Multiplying those values gives 0.2 * 0.9 * 0.8 * 0.7 = 0.1008, or about 10 percent. The same logic can be applied to longer passages, including 50-token excerpts from books.
This method let the researchers estimate rare outcomes without generating huge numbers of samples. The authors estimated that some 50-token sequences would require more than 10 quadrillion samples to reproduce exactly through repeated generation. By using token probabilities, they could still estimate those odds directly.
What it means for AI copyright lawsuits
The findings cut in more than one direction. For critics of AI companies, the study provides evidence that memorization can be more than a fringe behavior, at least for some models and some books. A model that can reproduce large portions of a copyrighted work creates a concrete issue for courts to consider.
But the same study may also help defendants in some cases. The researchers found much lower memorization for other books. For example, Llama 3.1 70B memorized only 0.13 percent of Sandman Slim, a 2009 novel by Richard Kadrey.

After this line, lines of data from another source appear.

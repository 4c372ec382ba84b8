//! `tumor-bot detect`: analyze a local scan without Telegram.

use std::path::{Path, PathBuf};
use std::sync::Arc;

use anyhow::{Context, Result};
use scan_handlers::Findings;
use tracing::info;
use tumor_detector::{Detector, ScanAnalysis, ScanAnalyzer, YoloDetector};

use crate::config::DetectionSettings;

/// Default output path: `<stem>_annotated.jpeg` next to the input.
pub fn default_output_path(image: &Path) -> PathBuf {
    let stem = image
        .file_stem()
        .map(|s| s.to_string_lossy().into_owned())
        .unwrap_or_else(|| "scan".to_string());
    image.with_file_name(format!("{}_annotated.jpeg", stem))
}

/// Runs `detector` on the image at `image`, writes the annotated JPEG to `output`.
pub fn analyze_file(
    detector: Arc<dyn Detector>,
    image: &Path,
    output: &Path,
) -> Result<(ScanAnalysis, Findings)> {
    let bytes = std::fs::read(image)
        .with_context(|| format!("Failed to read scan {}", image.display()))?;
    let analysis = ScanAnalyzer::new(detector).analyze(&bytes)?;
    std::fs::write(output, &analysis.annotated_jpeg)
        .with_context(|| format!("Failed to write {}", output.display()))?;

    let findings = Findings::from_detections(&analysis.detections);
    info!(
        image = %image.display(),
        output = %output.display(),
        "Found: {}",
        findings.log_summary()
    );
    Ok((analysis, findings))
}

/// Loads the model from env settings and analyzes one file, printing the findings.
pub fn run_detect(image: &Path, output: Option<PathBuf>) -> Result<()> {
    let settings = DetectionSettings::from_env()?;
    settings.validate()?;
    let detector = YoloDetector::load(&settings.model_path, settings.detector_config())?;

    let output = output.unwrap_or_else(|| default_output_path(image));
    let (analysis, findings) = analyze_file(Arc::new(detector), image, &output)?;

    for det in &analysis.detections {
        let class = det.class();
        println!(
            "{:<18} {:<17} conf={:.2} box=({:.0}, {:.0}, {:.0}, {:.0})",
            class.display_name(),
            class.severity().map(|s| s.label()).unwrap_or("-"),
            det.confidence,
            det.bbox.x1,
            det.bbox.y1,
            det.bbox.x2,
            det.bbox.y2
        );
    }
    println!("Found: {}", findings.log_summary());
    println!("Annotated scan written to {}", output.display());
    Ok(())
}
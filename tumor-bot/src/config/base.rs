//! Base config: Telegram Bot connection, logging, access list. Loaded from env.

use anyhow::{Context, Result};
use std::env;

/// Base config: Telegram-related, logging and the optional user allowlist.
#[derive(Debug, Clone)]
pub struct BaseConfig {
    /// TELEGRAM_BOT_TOKEN (or BOT_TOKEN)
    pub bot_token: String,
    /// TELEGRAM_API_URL or TELOXIDE_API_URL
    pub telegram_api_url: Option<String>,
    /// Log file path
    pub log_file: String,
    /// ALLOWED_USER_IDS; empty means everyone may use the bot
    pub allowed_user_ids: Vec<i64>,
}

impl BaseConfig {
    /// Load from environment variables. `token` overrides TELEGRAM_BOT_TOKEN if provided.
    pub fn load(token: Option<String>) -> Result<Self> {
        let bot_token = match token {
            Some(t) => t,
            None => env::var("TELEGRAM_BOT_TOKEN")
                .or_else(|_| env::var("BOT_TOKEN"))
                .ok()
                .filter(|s| !s.trim().is_empty())
                .context("TELEGRAM_BOT_TOKEN not found in environment variables. Bot cannot start.")?,
        };
        let log_file = env::var("LOG_FILE").unwrap_or_else(|_| "logs/tumor-bot.log".to_string());
        let telegram_api_url = env::var("TELEGRAM_API_URL")
            .or_else(|_| env::var("TELOXIDE_API_URL"))
            .ok();
        let allowed_user_ids = match env::var("ALLOWED_USER_IDS") {
            Ok(raw) => parse_user_ids(&raw)?,
            Err(_) => Vec::new(),
        };

        Ok(Self {
            bot_token,
            telegram_api_url,
            log_file,
            allowed_user_ids,
        })
    }

    /// Validate config (e.g. telegram_api_url must be valid URL if set).
    pub fn validate(&self) -> Result<()> {
        if let Some(ref url_str) = self.telegram_api_url {
            if reqwest::Url::parse(url_str).is_err() {
                anyhow::bail!(
                    "TELEGRAM_API_URL (or TELOXIDE_API_URL) is set but not a valid URL: {}",
                    url_str
                );
            }
        }
        Ok(())
    }
}

/// Parses a comma-separated list of Telegram user ids. Blank entries are skipped.
pub fn parse_user_ids(raw: &str) -> Result<Vec<i64>> {
    raw.split(',')
        .map(str::trim)
        .filter(|s| !s.is_empty())
        .map(|s| {
            s.parse::<i64>()
                .with_context(|| format!("Invalid user id in ALLOWED_USER_IDS: {}", s))
        })
        .collect()
}
//! # scan-handlers
//!
//! Handlers for the tumor bot's chain: logging and allowlist auth, `/start` and `/help`,
//! scan analysis for uploaded images, and follow-up questions answered by the LLM.

mod commands;
mod findings;
mod logging;
mod question;
mod scan;
mod session;
mod text;

pub use commands::CommandHandler;
pub use findings::Findings;
pub use logging::{AuthHandler, LoggingHandler};
pub use question::{QuestionHandler, LLM_ERROR_MESSAGE, THINKING_MESSAGE};
pub use scan::{ScanHandler, ANALYSIS_ERROR_MESSAGE, ANALYZING_MESSAGE, ANNOTATED_FILE_NAME};
pub use session::SessionStore;
pub use text::{disclaimer_html, telegram_len, truncate_html, MAX_CAPTION_LEN, MAX_MESSAGE_LEN};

That contrast could matter in class-action lawsuits. Kadrey is the lead plaintiff in a class-action lawsuit against Meta. To certify a class, a court must find that plaintiffs are in largely similar legal and factual situations.
If one author’s book is heavily memorized while another author’s book is barely reproduced, that difference could make class treatment harder to justify. The source article notes that such divergence could work in Meta’s favor because most authors do not have the resources to bring individual lawsuits.
The bigger lesson
The broader point is that AI copyright cases may turn on facts that can be measured, not only broad arguments about whether models copy or learn. The study suggests that answers may depend on the specific model, the specific copyrighted work, and the specific method used to test reproduction.
That makes the debate more complicated, but also more grounded. Instead of treating memorization as a purely theoretical issue, researchers can test whether a model is likely to reproduce exact text from a particular book. For courts, companies, and authors, those details may prove difficult to ignore.